Your assignment: Find the word "ServerCapabilities" in the listing below. Copy every line that has it.

━━ Extracted entries ━━

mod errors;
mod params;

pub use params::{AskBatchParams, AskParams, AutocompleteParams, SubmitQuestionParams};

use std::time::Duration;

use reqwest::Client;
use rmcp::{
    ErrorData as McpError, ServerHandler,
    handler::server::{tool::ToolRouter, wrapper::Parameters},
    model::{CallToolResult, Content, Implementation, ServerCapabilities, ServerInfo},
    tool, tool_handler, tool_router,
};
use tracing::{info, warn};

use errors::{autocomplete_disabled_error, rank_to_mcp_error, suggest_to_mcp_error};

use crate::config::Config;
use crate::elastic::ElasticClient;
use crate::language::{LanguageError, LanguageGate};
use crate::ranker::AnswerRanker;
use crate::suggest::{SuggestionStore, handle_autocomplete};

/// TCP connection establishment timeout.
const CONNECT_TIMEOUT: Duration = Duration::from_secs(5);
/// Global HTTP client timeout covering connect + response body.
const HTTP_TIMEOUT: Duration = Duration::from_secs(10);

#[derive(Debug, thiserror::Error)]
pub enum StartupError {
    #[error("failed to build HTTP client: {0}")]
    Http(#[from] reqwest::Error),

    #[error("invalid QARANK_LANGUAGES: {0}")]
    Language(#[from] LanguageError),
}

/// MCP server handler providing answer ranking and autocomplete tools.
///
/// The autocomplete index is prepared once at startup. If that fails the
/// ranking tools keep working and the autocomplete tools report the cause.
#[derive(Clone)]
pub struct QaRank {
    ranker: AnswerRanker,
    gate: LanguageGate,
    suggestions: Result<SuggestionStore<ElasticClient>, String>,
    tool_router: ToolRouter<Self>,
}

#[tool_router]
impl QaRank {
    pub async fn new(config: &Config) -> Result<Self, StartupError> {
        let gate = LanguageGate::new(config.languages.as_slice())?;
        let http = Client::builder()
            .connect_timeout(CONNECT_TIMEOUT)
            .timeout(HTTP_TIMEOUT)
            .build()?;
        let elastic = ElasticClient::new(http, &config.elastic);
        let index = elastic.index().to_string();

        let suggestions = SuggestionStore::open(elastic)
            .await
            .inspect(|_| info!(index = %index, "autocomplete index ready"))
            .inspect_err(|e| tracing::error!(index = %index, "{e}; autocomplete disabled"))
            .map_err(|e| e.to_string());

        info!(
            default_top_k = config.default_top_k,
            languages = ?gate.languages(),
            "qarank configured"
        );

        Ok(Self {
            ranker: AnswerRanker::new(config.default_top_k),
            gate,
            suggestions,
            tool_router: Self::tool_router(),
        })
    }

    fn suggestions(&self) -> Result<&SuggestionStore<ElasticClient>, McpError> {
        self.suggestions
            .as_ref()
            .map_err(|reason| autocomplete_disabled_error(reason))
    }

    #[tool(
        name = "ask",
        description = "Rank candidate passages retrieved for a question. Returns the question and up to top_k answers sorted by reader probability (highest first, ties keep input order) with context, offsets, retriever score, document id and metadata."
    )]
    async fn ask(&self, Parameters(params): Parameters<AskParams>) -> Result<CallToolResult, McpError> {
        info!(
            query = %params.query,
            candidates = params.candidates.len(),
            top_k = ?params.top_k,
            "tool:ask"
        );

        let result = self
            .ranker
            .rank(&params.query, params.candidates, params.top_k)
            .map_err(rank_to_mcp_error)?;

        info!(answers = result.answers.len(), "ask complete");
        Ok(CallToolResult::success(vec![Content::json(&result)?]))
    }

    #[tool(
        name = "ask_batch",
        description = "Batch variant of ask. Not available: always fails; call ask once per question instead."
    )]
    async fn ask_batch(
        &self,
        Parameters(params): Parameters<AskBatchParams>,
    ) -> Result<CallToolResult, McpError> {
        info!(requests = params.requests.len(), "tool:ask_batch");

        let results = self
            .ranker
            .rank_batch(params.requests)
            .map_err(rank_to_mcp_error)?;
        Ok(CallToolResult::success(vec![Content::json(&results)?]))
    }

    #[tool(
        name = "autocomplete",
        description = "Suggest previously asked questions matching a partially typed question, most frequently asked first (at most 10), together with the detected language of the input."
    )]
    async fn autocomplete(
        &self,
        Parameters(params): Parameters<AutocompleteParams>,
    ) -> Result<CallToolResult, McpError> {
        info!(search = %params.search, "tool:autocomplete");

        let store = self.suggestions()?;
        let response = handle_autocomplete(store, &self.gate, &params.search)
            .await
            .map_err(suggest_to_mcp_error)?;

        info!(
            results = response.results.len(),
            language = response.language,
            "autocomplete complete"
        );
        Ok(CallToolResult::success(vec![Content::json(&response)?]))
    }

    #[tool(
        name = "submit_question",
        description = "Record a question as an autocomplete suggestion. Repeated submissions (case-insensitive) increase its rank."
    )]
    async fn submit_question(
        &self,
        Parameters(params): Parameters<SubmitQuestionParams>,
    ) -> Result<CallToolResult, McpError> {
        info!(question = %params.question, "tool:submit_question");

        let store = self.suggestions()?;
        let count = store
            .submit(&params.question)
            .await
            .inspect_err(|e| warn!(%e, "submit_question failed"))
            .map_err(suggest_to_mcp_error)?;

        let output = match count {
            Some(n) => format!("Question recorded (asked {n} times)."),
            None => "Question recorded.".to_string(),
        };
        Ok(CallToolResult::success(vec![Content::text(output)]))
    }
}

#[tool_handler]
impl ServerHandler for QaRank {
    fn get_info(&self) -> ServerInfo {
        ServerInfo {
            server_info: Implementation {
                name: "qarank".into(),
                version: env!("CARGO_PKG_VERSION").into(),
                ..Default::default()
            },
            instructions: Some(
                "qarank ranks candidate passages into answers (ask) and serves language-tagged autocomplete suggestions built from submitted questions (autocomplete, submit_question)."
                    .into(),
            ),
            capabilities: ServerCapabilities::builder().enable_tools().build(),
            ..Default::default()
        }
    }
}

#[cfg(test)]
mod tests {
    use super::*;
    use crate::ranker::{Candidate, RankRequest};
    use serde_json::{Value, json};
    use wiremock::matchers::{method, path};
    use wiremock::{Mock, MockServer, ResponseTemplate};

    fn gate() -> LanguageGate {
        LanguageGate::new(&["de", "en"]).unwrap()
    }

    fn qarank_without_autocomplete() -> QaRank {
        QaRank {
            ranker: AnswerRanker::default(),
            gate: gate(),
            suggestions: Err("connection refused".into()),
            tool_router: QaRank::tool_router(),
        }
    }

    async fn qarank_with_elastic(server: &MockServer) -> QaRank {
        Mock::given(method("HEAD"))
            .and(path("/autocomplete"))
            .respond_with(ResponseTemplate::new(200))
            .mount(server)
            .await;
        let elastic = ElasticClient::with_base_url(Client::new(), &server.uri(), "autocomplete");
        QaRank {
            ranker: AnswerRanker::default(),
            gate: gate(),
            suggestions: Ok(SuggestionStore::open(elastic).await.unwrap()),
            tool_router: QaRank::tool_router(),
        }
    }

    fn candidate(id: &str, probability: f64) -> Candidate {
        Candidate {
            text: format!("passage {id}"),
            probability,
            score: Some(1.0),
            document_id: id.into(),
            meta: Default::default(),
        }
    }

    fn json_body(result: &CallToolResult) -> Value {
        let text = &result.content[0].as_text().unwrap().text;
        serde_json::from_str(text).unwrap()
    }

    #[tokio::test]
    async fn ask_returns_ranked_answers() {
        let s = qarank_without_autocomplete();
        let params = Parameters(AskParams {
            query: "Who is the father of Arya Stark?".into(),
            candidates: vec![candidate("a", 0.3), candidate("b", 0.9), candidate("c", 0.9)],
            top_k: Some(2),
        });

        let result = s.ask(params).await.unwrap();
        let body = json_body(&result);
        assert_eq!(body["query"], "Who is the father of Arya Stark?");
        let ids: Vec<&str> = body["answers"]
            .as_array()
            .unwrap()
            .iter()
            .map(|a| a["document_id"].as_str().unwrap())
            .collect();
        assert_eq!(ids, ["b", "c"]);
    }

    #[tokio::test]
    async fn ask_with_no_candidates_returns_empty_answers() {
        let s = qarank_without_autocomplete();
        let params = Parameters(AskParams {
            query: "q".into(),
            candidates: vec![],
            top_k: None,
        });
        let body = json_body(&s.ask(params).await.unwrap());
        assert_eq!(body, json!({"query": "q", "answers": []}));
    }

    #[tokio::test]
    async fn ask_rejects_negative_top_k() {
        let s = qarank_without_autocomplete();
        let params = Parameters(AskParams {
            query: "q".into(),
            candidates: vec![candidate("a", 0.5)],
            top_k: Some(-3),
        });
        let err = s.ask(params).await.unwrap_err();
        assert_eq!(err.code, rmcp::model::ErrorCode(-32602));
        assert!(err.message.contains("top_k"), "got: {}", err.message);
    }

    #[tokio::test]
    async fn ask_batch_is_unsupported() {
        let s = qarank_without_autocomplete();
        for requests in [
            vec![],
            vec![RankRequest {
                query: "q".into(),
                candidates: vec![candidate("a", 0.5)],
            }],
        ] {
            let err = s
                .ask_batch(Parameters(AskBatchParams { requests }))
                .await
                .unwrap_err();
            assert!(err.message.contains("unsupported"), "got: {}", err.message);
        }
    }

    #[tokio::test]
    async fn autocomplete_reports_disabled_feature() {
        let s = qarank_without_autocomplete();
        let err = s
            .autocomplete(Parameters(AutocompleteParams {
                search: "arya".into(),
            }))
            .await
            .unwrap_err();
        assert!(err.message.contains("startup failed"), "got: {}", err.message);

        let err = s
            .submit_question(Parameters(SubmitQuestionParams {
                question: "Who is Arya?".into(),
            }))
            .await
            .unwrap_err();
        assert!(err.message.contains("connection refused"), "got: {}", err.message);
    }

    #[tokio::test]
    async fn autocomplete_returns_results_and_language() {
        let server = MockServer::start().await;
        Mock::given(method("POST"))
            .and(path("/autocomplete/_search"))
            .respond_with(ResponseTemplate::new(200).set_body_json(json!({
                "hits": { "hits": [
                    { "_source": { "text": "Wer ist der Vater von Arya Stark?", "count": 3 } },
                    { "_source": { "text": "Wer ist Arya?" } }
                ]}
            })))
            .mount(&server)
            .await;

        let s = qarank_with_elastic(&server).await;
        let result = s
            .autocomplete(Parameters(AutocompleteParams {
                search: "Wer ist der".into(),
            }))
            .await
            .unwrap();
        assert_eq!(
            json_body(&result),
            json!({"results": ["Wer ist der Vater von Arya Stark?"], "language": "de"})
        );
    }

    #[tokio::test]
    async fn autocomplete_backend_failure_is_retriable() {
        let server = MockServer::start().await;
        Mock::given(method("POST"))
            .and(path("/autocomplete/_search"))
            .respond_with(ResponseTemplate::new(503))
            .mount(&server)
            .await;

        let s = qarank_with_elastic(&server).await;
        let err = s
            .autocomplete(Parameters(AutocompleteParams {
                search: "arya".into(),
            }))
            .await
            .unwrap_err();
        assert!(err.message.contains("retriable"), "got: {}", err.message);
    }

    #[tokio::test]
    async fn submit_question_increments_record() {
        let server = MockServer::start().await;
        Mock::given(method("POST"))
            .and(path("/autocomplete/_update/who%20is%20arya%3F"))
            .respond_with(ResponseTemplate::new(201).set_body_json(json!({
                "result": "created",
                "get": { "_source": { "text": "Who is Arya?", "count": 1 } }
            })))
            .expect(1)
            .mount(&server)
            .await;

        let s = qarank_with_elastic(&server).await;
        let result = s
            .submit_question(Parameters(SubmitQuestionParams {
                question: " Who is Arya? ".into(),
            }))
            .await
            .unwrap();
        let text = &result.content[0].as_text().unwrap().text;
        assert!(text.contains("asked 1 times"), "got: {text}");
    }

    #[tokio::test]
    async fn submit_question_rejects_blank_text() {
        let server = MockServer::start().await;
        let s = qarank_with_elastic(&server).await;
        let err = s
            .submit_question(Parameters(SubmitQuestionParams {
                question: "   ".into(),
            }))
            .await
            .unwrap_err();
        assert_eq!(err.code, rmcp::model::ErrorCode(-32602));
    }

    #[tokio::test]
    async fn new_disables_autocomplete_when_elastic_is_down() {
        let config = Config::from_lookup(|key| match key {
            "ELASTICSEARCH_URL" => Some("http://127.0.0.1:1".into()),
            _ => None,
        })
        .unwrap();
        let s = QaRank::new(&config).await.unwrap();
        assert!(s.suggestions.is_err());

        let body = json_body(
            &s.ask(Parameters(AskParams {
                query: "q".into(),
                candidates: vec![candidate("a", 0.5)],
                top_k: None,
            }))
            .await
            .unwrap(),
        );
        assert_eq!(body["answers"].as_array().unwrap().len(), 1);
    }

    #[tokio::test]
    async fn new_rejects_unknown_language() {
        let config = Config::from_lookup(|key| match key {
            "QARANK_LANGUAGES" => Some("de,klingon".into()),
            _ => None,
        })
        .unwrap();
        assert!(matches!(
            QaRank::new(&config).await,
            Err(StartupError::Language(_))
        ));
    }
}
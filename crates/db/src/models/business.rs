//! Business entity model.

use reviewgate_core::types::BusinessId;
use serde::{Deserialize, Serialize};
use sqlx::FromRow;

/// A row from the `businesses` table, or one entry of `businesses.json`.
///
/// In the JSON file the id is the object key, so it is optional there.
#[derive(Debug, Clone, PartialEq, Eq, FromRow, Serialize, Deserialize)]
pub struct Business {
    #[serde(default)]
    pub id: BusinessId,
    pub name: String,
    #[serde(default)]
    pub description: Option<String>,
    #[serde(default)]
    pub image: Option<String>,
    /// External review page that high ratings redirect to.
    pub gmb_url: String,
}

━━━

Reply:
    model::{CallToolResult, Content, Implementation, ServerCapabilities, ServerInfo},
            capabilities: ServerCapabilities::builder().enable_tools().build(),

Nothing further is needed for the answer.